We will provide you with the date on which we made the
disclosure, the name of the person or entity to whom we
disclosed
your protected health information, a description of the
protected
health information we disclosed, the reason for the
disclosure,
and certain other information.
If you request this
list more than once
in a 12-month period, we may charge you a reasonable,
cost-based
fee for responding to these additional requests. Contact us
using
the information listed at the end of this notice for a full
explanation of our fee structure.
Restriction
Requests: You have the right
to request that we place additional restrictions on our use or
disclosure of your protected health information. We are not
required to agree to these additional restrictions, but if we
do,
we will abide by our agreement (except in an emergency). Any
agreement we may make to a request for additional restrictions
must be in writing signed by a person authorized to make
such an
agreement on our behalf. We will not be bound unless our agreement
is so memorialized in writing.
Confidential
Communication: You have the
right to request that we communicate with you in confidence
about
your protected health information by alternative means or to
an
alternative location. You must make your request in writing.
We
must accommodate your request if it is reasonable, specifies
the
alternative means or location, and continues to permit us
to bill
and collect payment from you.
Amendment: You have
the right to request
that we amend your protected health information. Your request
must
be in writing, and it must explain why the information should
be
amended. We may deny your request if we did not create the
information you want amended or for certain other
reasons.
If we deny your request, we will provide you a written explanation.
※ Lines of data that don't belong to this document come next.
impl TemplateRegistry {
    /// Create an empty table resolving kinds through `types`
    pub fn new(types: Arc<TypeRegistry>) -> Self {
        Self {
            types,
            entries: HashMap::new(),
            order: Vec::new(),
        }
    }

    /// Kind registry used for resolution
    pub fn types(&self) -> &Arc<TypeRegistry> {
        &self.types
    }

    /// Parse one document of `category` and register its templates.
    ///
    /// Records are processed in kind then key order. The first failure aborts
    /// the load; templates registered before it stay registered.
    pub fn load(&mut self, category: &str, source: &Source) -> Result<Vec<Template>, TemplateError> {
        let origin = source.origin();
        let (format, contents) = source.read()?;
        let document: RawDocument = format.parse(&contents).map_err(|e| TemplateError::Parse {
            origin: origin.clone(),
            message: e.to_string(),
        })?;

        let mut loaded = Vec::new();
        for (kind, records) in document {
            for (key, declared) in records {
                loaded.push(self.define(&kind, &key, declared, &origin)?);
            }
        }

        log::info!("Loaded {} {} template(s) from {}", loaded.len(), category, origin);
        Ok(loaded)
    }

    /// Parse an in-memory document
    pub fn load_str(&mut self, category: &str, format: Format, contents: &str) -> Result<Vec<Template>, TemplateError> {
        self.load(category, &Source::text(format!("<{category}>"), format, contents))
    }

    /// Parse one file
    pub fn load_file(&mut self, category: &str, path: impl AsRef<Path>) -> Result<Vec<Template>, TemplateError> {
        self.load(category, &Source::file(path.as_ref()))
    }

    /// Load every category directory under `root` in the given order.
    /// Within a category, files are loaded sorted by name.
    pub fn load_all<S: AsRef<str>>(&mut self, root: impl AsRef<Path>, order: &[S]) -> Result<usize, TemplateError> {
        let root = root.as_ref();
        let mut total = 0;

        for category in order {
            let category = category.as_ref();
            let dir = root.join(category);
            if !dir.is_dir() {
                return Err(TemplateError::MissingCategory(dir));
            }
            for path in template_files(&dir)? {
                total += self.load(category, &Source::File(path))?.len();
            }
        }

        log::info!("Loaded {} templates from {}", total, root.display());
        Ok(total)
    }

    /// Template registered under `key`
    pub fn get(&self, key: &str) -> Option<&Template> {
        self.entries.get(key).map(|entry| &entry.template)
    }

    /// Projectile template registered under `key`
    pub fn projectile(&self, key: &str) -> Option<Arc<ProjectileTemplate>> {
        self.get(key)?.as_projectile().cloned()
    }

    /// Weapon template registered under `key`
    pub fn weapon(&self, key: &str) -> Option<Arc<WeaponTemplate>> {
        self.get(key)?.as_weapon().cloned()
    }

    /// Ship template registered under `key`
    pub fn ship(&self, key: &str) -> Option<Arc<ShipTemplate>> {
        self.get(key)?.as_ship().cloned()
    }

    /// Source the template under `key` was loaded from
    pub fn origin_of(&self, key: &str) -> Option<&str> {
        self.entries.get(key).map(|entry| entry.origin.as_str())
    }

    /// Keys in registration order
    pub fn keys(&self) -> impl Iterator<Item = &str> + '_ {
        self.order.iter().map(String::as_str)
    }

    /// Number of registered templates
    pub fn len(&self) -> usize {
        self.entries.len()
    }

    /// Whether nothing was loaded
    pub fn is_empty(&self) -> bool {
        self.entries.is_empty()
    }

    /// Build an unregistered copy of a registered template with some fields
    /// replaced. `reference` is written `Kind(key)` or `Kind[key]`.
    pub fn derive(&self, reference: &str, overrides: &RawFields) -> Result<Template, TemplateError> {
        let (kind, key) = derived_reference(reference)
            .or_else(|| template_reference(reference))
            .ok_or_else(|| {
                ValidationError::new("?", reference, Problem::UnknownReference(reference.to_string()))
            })?;

        self.derive_from(kind, key, overrides).map_err(|problem| match problem {
            Problem::InvalidDerivation(inner) => TemplateError::Validation(*inner),
            other => TemplateError::Validation(ValidationError::new(kind, key, other)),
        })
    }

    fn define(&mut self, kind: &str, key: &str, declared: RawFields, origin: &str) -> Result<Template, TemplateError> {
        if let Some(existing) = self.entries.get(key) {
            return Err(DuplicateKeyError {
                key: key.to_string(),
                origin: origin.to_string(),
                existing_origin: existing.origin.clone(),
            }
            .into());
        }

        let template = self.resolve(kind, key, &declared)?;

        log::debug!("Registered {}[{}] from {}", template.kind(), key, origin);
        self.entries.insert(
            key.to_string(),
            Entry {
                template: template.clone(),
                declared,
                origin: origin.to_string(),
            },
        );
        self.order.push(key.to_string());
        Ok(template)
    }

    /// Kind defaults, then declared fields, then the required-field check,
    /// then reference resolution, then the typed record
    fn resolve(&self, kind_name: &str, key: &str, declared: &RawFields) -> Result<Template, ValidationError> {
        let kind = self
            .types
            .lookup(kind_name)
            .ok_or_else(|| ValidationError::new(kind_name, key, Problem::UnknownKind(kind_name.to_string())))?;

        let mut merged: RawFields = kind
            .defaults
            .iter()
            .map(|&(name, value)| (name.to_string(), RawValue::from(value)))
            .collect();
        merged.extend(declared.iter().map(|(name, value)| (name.clone(), value.clone())));

        let missing: Vec<String> = kind
            .required_fields
            .iter()
            .filter(|field| !merged.contains_key(**field))
            .map(|field| field.to_string())
            .collect();
        if !missing.is_empty() {
            return Err(ValidationError::new(kind.name, key, Problem::MissingFields(missing)));
        }

        let mut fields = BTreeMap::new();
        for (name, value) in &merged {
            let value = self
                .resolve_value(value)
                .map_err(|problem| ValidationError::new(kind.name, key, problem))?;
            fields.insert(name.clone(), value);
        }

        records::build(kind, key, &fields, self)
    }

    fn resolve_value(&self, value: &RawValue) -> Result<FieldValue, Problem> {
        match value {
            RawValue::Bool(b) => Ok(FieldValue::Bool(*b)),
            RawValue::Integer(i) => Ok(FieldValue::Number(*i as f64)),
            RawValue::Float(f) => Ok(FieldValue::Number(*f)),
            RawValue::Text(text) => match template_reference(text) {
                Some((kind, key)) if self.types.lookup(kind).is_some() => {
                    self.reference(kind, key).map(FieldValue::Template)
                }
                _ => Ok(FieldValue::Text(text.clone())),
            },
            RawValue::List(items) => items
                .iter()
                .map(|item| self.resolve_value(item))
                .collect::<Result<_, _>>()
                .map(FieldValue::List),
            RawValue::Table(table) => {
                if let Some(template) = self.resolve_derived(table)? {
                    return Ok(FieldValue::Template(template));
                }
                table
                    .iter()
                    .map(|(name, item)| Ok((name.clone(), self.resolve_value(item)?)))
                    .collect::<Result<_, _>>()
                    .map(FieldValue::Table)
            }
        }
    }

    /// A one-entry table keyed `Kind(key)` is a derived template
    fn resolve_derived(&self, table: &RawFields) -> Result<Option<Template>, Problem> {
        if table.len() != 1 {
            return Ok(None);
        }
        let Some((header, body)) = table.iter().next() else {
            return Ok(None);
        };
        let Some((kind, key)) = derived_reference(header) else {
            return Ok(None);
        };
        if self.types.lookup(kind).is_none() {
            return Ok(None);
        }
        let RawValue::Table(overrides) = body else {
            return Err(Problem::MalformedDerivation(header.clone()));
        };
        self.derive_from(kind, key, overrides).map(Some)
    }

    fn derive_from(&self, kind: &str, key: &str, overrides: &RawFields) -> Result<Template, Problem> {
        let base = self.entry(kind, key)?;
        let mut declared = base.declared.clone();
        declared.extend(overrides.iter().map(|(name, value)| (name.clone(), value.clone())));

        let derived = self
            .resolve(base.template.kind().name, key, &declared)
            .map_err(|e| Problem::InvalidDerivation(Box::new(e)))?;
        log::debug!("Derived a modified copy of {}[{}]", base.template.kind(), key);
        Ok(derived)
    }

    fn reference(&self, kind_name: &str, key: &str) -> Result<Template, Problem> {
        self.entry(kind_name, key).map(|entry| entry.template.clone())
    }

    /// A registered template, checked against the kind written in the
    /// reference
    fn entry(&self, kind_name: &str, key: &str) -> Result<&Entry, Problem> {
        let written = format!("{kind_name}[{key}]");
        let kind = self
            .types
            .lookup(kind_name)
            .ok_or_else(|| Problem::UnknownKind(kind_name.to_string()))?;
        let entry = self
            .entries
            .get(key)
            .ok_or_else(|| Problem::UnknownReference(written.clone()))?;

        let found = entry.template.kind();
        if !kind.accepts(found) {
            return Err(Problem::WrongFamily {
                reference: written,
                expected: kind.name.to_string(),
                found: found.name.to_string(),
            });
        }
        Ok(entry)
    }
}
You may respond with a statement of disagreement to be
appended to
the information you wanted amended. If we accept your request
to
amend the information, we will make
reasonable
efforts to inform others, including people or entities you
name,
of the amendment and to include the changes in any future
disclosures of that information.
Electronic Notice:
If you receive this
notice on our website or by electronic mail (e-mail), you are
entitled to receive this notice in
written form. Please contact us using the information listed at the end
of this notice to obtain this notice in written form.
Questions and
Complaints If you
want more information about our privacy practices or have
questions or concerns, please contact us using the information
below. If you believe that we may have violated your privacy
rights, or you disagree with a decision we made about access to your
protected health information or in response to a request you
made,
you may complain to us using the contact information
below. You also may submit a written complaint to
the U.S.
Department of Health and Human Services. We will provide you
with
the address to file your complaint with the U.S. Department of
Health and Human Services upon request.
We support your
right to protect the
privacy of your protected health information. We will not
retaliate in any way if you choose to file a complaint with us
or
with the U.S. Department of Health and Human Service.